Background: The antiphospholipid syndrome (APS), characterised by recurrent miscarriage and thrombosis, is a significant cause of morbidity and mortality. Domain I (DI) of human beta 2 glycoprotein I (beta2GPI) is thought to contain crucial antibody binding epitopes for antiphospholipid antibodies (aPL), which are critical to the pathogenesis of APS. Expressing this protein in bacteria could facilitate studies investigating how this molecule interacts with aPL.
Methods: Using a computer programme called Juniper, sequentially overlapping primers were designed to be used in a recursive polymerase chain reaction (PCR) to produce a synthetic DI gene. Specifically Juniper incorporates 'major' codons preferred by bacteria altering 41 codons out of 61. This was cloned into the expression plasmid pET(26b) and expressed in BL21(DE3) Escherichia coli (E. coli). By virtue of a pelB leader sequence, periplasmic localisation of DI aided disulphide bond formation and toxicity was addressed by tightly regulating expression through the high stringency T7lac promoter.
Results: Purified, soluble his-tagged DI in yields of 750 microg/L bacterial culture was obtained and confirmed on Western blot.
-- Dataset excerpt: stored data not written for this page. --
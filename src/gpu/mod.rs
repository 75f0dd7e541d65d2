//! wgpu renderer for the blob field.
//!
//! [`GpuState`] owns the surface and the single fullscreen pipeline. It
//! implements [`RenderSink`]: every published tick is uploaded to a
//! storage buffer (per blob) and a uniform buffer (scalars), then drawn
//! as one fullscreen triangle whose fragment shader evaluates the field.

use std::sync::Arc;

use bytemuck::{Pod, Zeroable};
use winit::window::Window;

use crate::error::GpuError;
use crate::render::{RenderFrame, RenderSink};

/// WGSL source of the blob field shader.
pub const BLOB_SHADER: &str = include_str!("blobs.wgsl");

/// Scalars shared by every fragment.
#[repr(C)]
#[derive(Copy, Clone, Debug, Default, PartialEq, Pod, Zeroable)]
pub struct Globals {
    pub num_balls: u32,
    pub aspect_ratio: f32,
    pub tail_critical_value: f32,
    pub _pad: f32,
}

/// One blob as laid out in the storage buffer.
#[repr(C)]
#[derive(Copy, Clone, Debug, Default, PartialEq, Pod, Zeroable)]
pub struct BallGpu {
    pub pos_rad: [f32; 4],
    pub color: [f32; 4],
    pub params: [f32; 4],
}

/// Pack a frame's arrays into GPU layout, reusing `out`.
pub fn pack_balls(frame: &RenderFrame<'_>, out: &mut Vec<BallGpu>) {
    out.clear();
    out.extend(
        frame
            .pos_rad
            .iter()
            .zip(frame.color)
            .zip(frame.params)
            .map(|((pos_rad, color), params)| BallGpu {
                pos_rad: pos_rad.extend(0.0).to_array(),
                color: color.extend(0.0).to_array(),
                params: params.to_array(),
            }),
    );
}

pub struct GpuState {
    surface: wgpu::Surface<'static>,
    device: wgpu::Device,
    queue: wgpu::Queue,
    pub config: wgpu::SurfaceConfiguration,
    pipeline: wgpu::RenderPipeline,
    globals_buffer: wgpu::Buffer,
    ball_buffer: wgpu::Buffer,
    bind_group: wgpu::BindGroup,
    globals: Globals,
    staging: Vec<BallGpu>,
}

impl GpuState {
    /// Set up the surface and pipeline for `ball_count` blobs.
    ///
    /// The count is fixed for the lifetime of the renderer.
    pub async fn new(window: Arc<Window>, ball_count: u32) -> Result<Self, GpuError> {
        let size = window.inner_size();

        let instance = wgpu::Instance::new(&wgpu::InstanceDescriptor {
            backends: wgpu::Backends::PRIMARY,
            ..Default::default()
        });

        let surface = instance.create_surface(window)?;

        let adapter = instance
            .request_adapter(&wgpu::RequestAdapterOptions {
                power_preference: wgpu::PowerPreference::HighPerformance,
                compatible_surface: Some(&surface),
                force_fallback_adapter: false,
            })
            .await
            .ok_or(GpuError::NoAdapter)?;

        log::info!("Using adapter {:?}", adapter.get_info().name);

        let (device, queue) = adapter
            .request_device(
                &wgpu::DeviceDescriptor {
                    label: Some("Device"),
                    required_features: wgpu::Features::empty(),
                    required_limits: wgpu::Limits::default(),
                    memory_hints: Default::default(),
                },
                None,
            )
            .await?;

        let surface_caps = surface.get_capabilities(&adapter);
        let surface_format = surface_caps
            .formats
            .iter()
            .find(|f| f.is_srgb())
            .or_else(|| surface_caps.formats.first())
            .copied()
            .ok_or(GpuError::NoSurfaceFormat)?;
        let alpha_mode = surface_caps
            .alpha_modes
            .first()
            .copied()
            .unwrap_or(wgpu::CompositeAlphaMode::Auto);

        let config = wgpu::SurfaceConfiguration {
            usage: wgpu::TextureUsages::RENDER_ATTACHMENT,
            format: surface_format,
            width: size.width.max(1),
            height: size.height.max(1),
            present_mode: wgpu::PresentMode::AutoVsync,
            alpha_mode,
            view_formats: vec![],
            desired_maximum_frame_latency: 2,
        };
        surface.configure(&device, &config);

        let globals = Globals {
            num_balls: ball_count,
            aspect_ratio: config.width as f32 / config.height as f32,
            ..Default::default()
        };

        let globals_buffer = device.create_buffer(&wgpu::BufferDescriptor {
            label: Some("Globals Buffer"),
            size: std::mem::size_of::<Globals>() as wgpu::BufferAddress,
            usage: wgpu::BufferUsages::UNIFORM | wgpu::BufferUsages::COPY_DST,
            mapped_at_creation: false,
        });

        // Storage bindings must not be empty
        let ball_buffer = device.create_buffer(&wgpu::BufferDescriptor {
            label: Some("Ball Buffer"),
            size: (std::mem::size_of::<BallGpu>() * ball_count.max(1) as usize)
                as wgpu::BufferAddress,
            usage: wgpu::BufferUsages::STORAGE | wgpu::BufferUsages::COPY_DST,
            mapped_at_creation: false,
        });

        let bind_group_layout = device.create_bind_group_layout(&wgpu::BindGroupLayoutDescriptor {
            label: Some("Blob Bind Group Layout"),
            entries: &[
                wgpu::BindGroupLayoutEntry {
                    binding: 0,
                    visibility: wgpu::ShaderStages::FRAGMENT,
                    ty: wgpu::BindingType::Buffer {
                        ty: wgpu::BufferBindingType::Uniform,
                        has_dynamic_offset: false,
                        min_binding_size: None,
                    },
                    count: None,
                },
                wgpu::BindGroupLayoutEntry {
                    binding: 1,
                    visibility: wgpu::ShaderStages::FRAGMENT,
                    ty: wgpu::BindingType::Buffer {
                        ty: wgpu::BufferBindingType::Storage { read_only: true },
                        has_dynamic_offset: false,
                        min_binding_size: None,
                    },
                    count: None,
                },
            ],
        });

        let bind_group = device.create_bind_group(&wgpu::BindGroupDescriptor {
            label: Some("Blob Bind Group"),
            layout: &bind_group_layout,
            entries: &[
                wgpu::BindGroupEntry {
                    binding: 0,
                    resource: globals_buffer.as_entire_binding(),
                },
                wgpu::BindGroupEntry {
                    binding: 1,
                    resource: ball_buffer.as_entire_binding(),
                },
            ],
        });

        let shader = device.create_shader_module(wgpu::ShaderModuleDescriptor {
            label: Some("Blob Shader"),
            source: wgpu::ShaderSource::Wgsl(BLOB_SHADER.into()),
        });

        let pipeline_layout = device.create_pipeline_layout(&wgpu::PipelineLayoutDescriptor {
            label: Some("Blob Pipeline Layout"),
            bind_group_layouts: &[&bind_group_layout],
            push_constant_ranges: &[],
        });

        let pipeline = device.create_render_pipeline(&wgpu::RenderPipelineDescriptor {
            label: Some("Blob Pipeline"),
            layout: Some(&pipeline_layout),
            vertex: wgpu::VertexState {
                module: &shader,
                entry_point: Some("vs_main"),
                buffers: &[],
                compilation_options: Default::default(),
            },
            fragment: Some(wgpu::FragmentState {
                module: &shader,
                entry_point: Some("fs_main"),
                targets: &[Some(wgpu::ColorTargetState {
                    format: config.format,
                    blend: Some(wgpu::BlendState::REPLACE),
                    write_mask: wgpu::ColorWrites::ALL,
                })],
                compilation_options: Default::default(),
            }),
            primitive: wgpu::PrimitiveState {
                topology: wgpu::PrimitiveTopology::TriangleList,
                ..Default::default()
            },
            depth_stencil: None,
            multisample: wgpu::MultisampleState::default(),
            multiview: None,
            cache: None,
        });

        Ok(Self {
            surface,
            device,
            queue,
            config,
            pipeline,
            globals_buffer,
            ball_buffer,
            bind_group,
            globals,
            staging: Vec::with_capacity(ball_count as usize),
        })
    }

    pub fn resize(&mut self, new_size: winit::dpi::PhysicalSize<u32>) {
        if new_size.width > 0 && new_size.height > 0 {
            self.config.width = new_size.width;
            self.config.height = new_size.height;
            self.surface.configure(&self.device, &self.config);
        }
    }

    /// Reconfigure the surface at its current size, e.g. after it was lost.
    pub fn reconfigure(&mut self) {
        self.surface.configure(&self.device, &self.config);
    }

    fn upload(&mut self, frame: &RenderFrame<'_>) {
        self.globals.num_balls = frame.len() as u32;
        self.globals.tail_critical_value = frame.tail_critical_value;
        self.queue
            .write_buffer(&self.globals_buffer, 0, bytemuck::bytes_of(&self.globals));

        pack_balls(frame, &mut self.staging);
        if !self.staging.is_empty() {
            self.queue
                .write_buffer(&self.ball_buffer, 0, bytemuck::cast_slice(&self.staging));
        }
    }

    fn render(&mut self, draw: bool) -> Result<(), wgpu::SurfaceError> {
        let output = self.surface.get_current_texture()?;
        let view = output
            .texture
            .create_view(&wgpu::TextureViewDescriptor::default());

        let mut encoder = self
            .device
            .create_command_encoder(&wgpu::CommandEncoderDescriptor {
                label: Some("Blob Encoder"),
            });

        {
            let mut render_pass = encoder.begin_render_pass(&wgpu::RenderPassDescriptor {
                label: Some("Blob Pass"),
                color_attachments: &[Some(wgpu::RenderPassColorAttachment {
                    view: &view,
                    resolve_target: None,
                    ops: wgpu::Operations {
                        load: wgpu::LoadOp::Clear(wgpu::Color::BLACK),
                        store: wgpu::StoreOp::Store,
                    },
                })],
                depth_stencil_attachment: None,
                timestamp_writes: None,
                occlusion_query_set: None,
            });

            if draw {
                render_pass.set_pipeline(&self.pipeline);
                render_pass.set_bind_group(0, &self.bind_group, &[]);
                render_pass.draw(0..3, 0..1);
            }
        }

        self.queue.submit(std::iter::once(encoder.finish()));
        output.present();

        Ok(())
    }
}

impl RenderSink for GpuState {
    type Error = wgpu::SurfaceError;

    fn publish(&mut self, frame: &RenderFrame<'_>) -> Result<(), Self::Error> {
        if let Some(aspect_ratio) = frame.aspect_ratio {
            self.globals.aspect_ratio = aspect_ratio;
        }
        if frame.draw {
            self.upload(frame);
        }
        // Presenting blocks on vsync, which is what paces limited mode
        if frame.draw || frame.limit_time {
            self.render(frame.draw)?;
        }
        Ok(())
    }
}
Expression using the native human cDNA sequence of DI in the same construct under identical conditions yielded significantly less DI compared to the recombinant optimised sequence. This constitutes the first description of prokaryotic expression of soluble DI of beta2GPI. Binding to murine monoclonal antibodies that recognise conformationally restricted epitopes on the surface of DI and pathogenic human monoclonal IgG aPL was confirmed by direct and indirect immunoassay. Recombinant DI also bound a series of 21 polyclonal IgG samples derived from patients with APS.
Conclusion: By producing a synthetic gene globally optimised for expression in E. coli, tightly regulating expression and utilising periplasmic product translocation, efficient, soluble E. coli expression of the eukaryotic protein DI of beta2GPI is possible. This novel platform of expression utilising pan-gene prokaryote codon optimisation for DI production will aid future antigenic studies. Furthermore if DI or peptide derivatives of DI are eventually used in the therapeutic setting either as toleragen or as a competitive inhibitor of pathogenic aPL, then an E. coli production system may aid cost-effective production.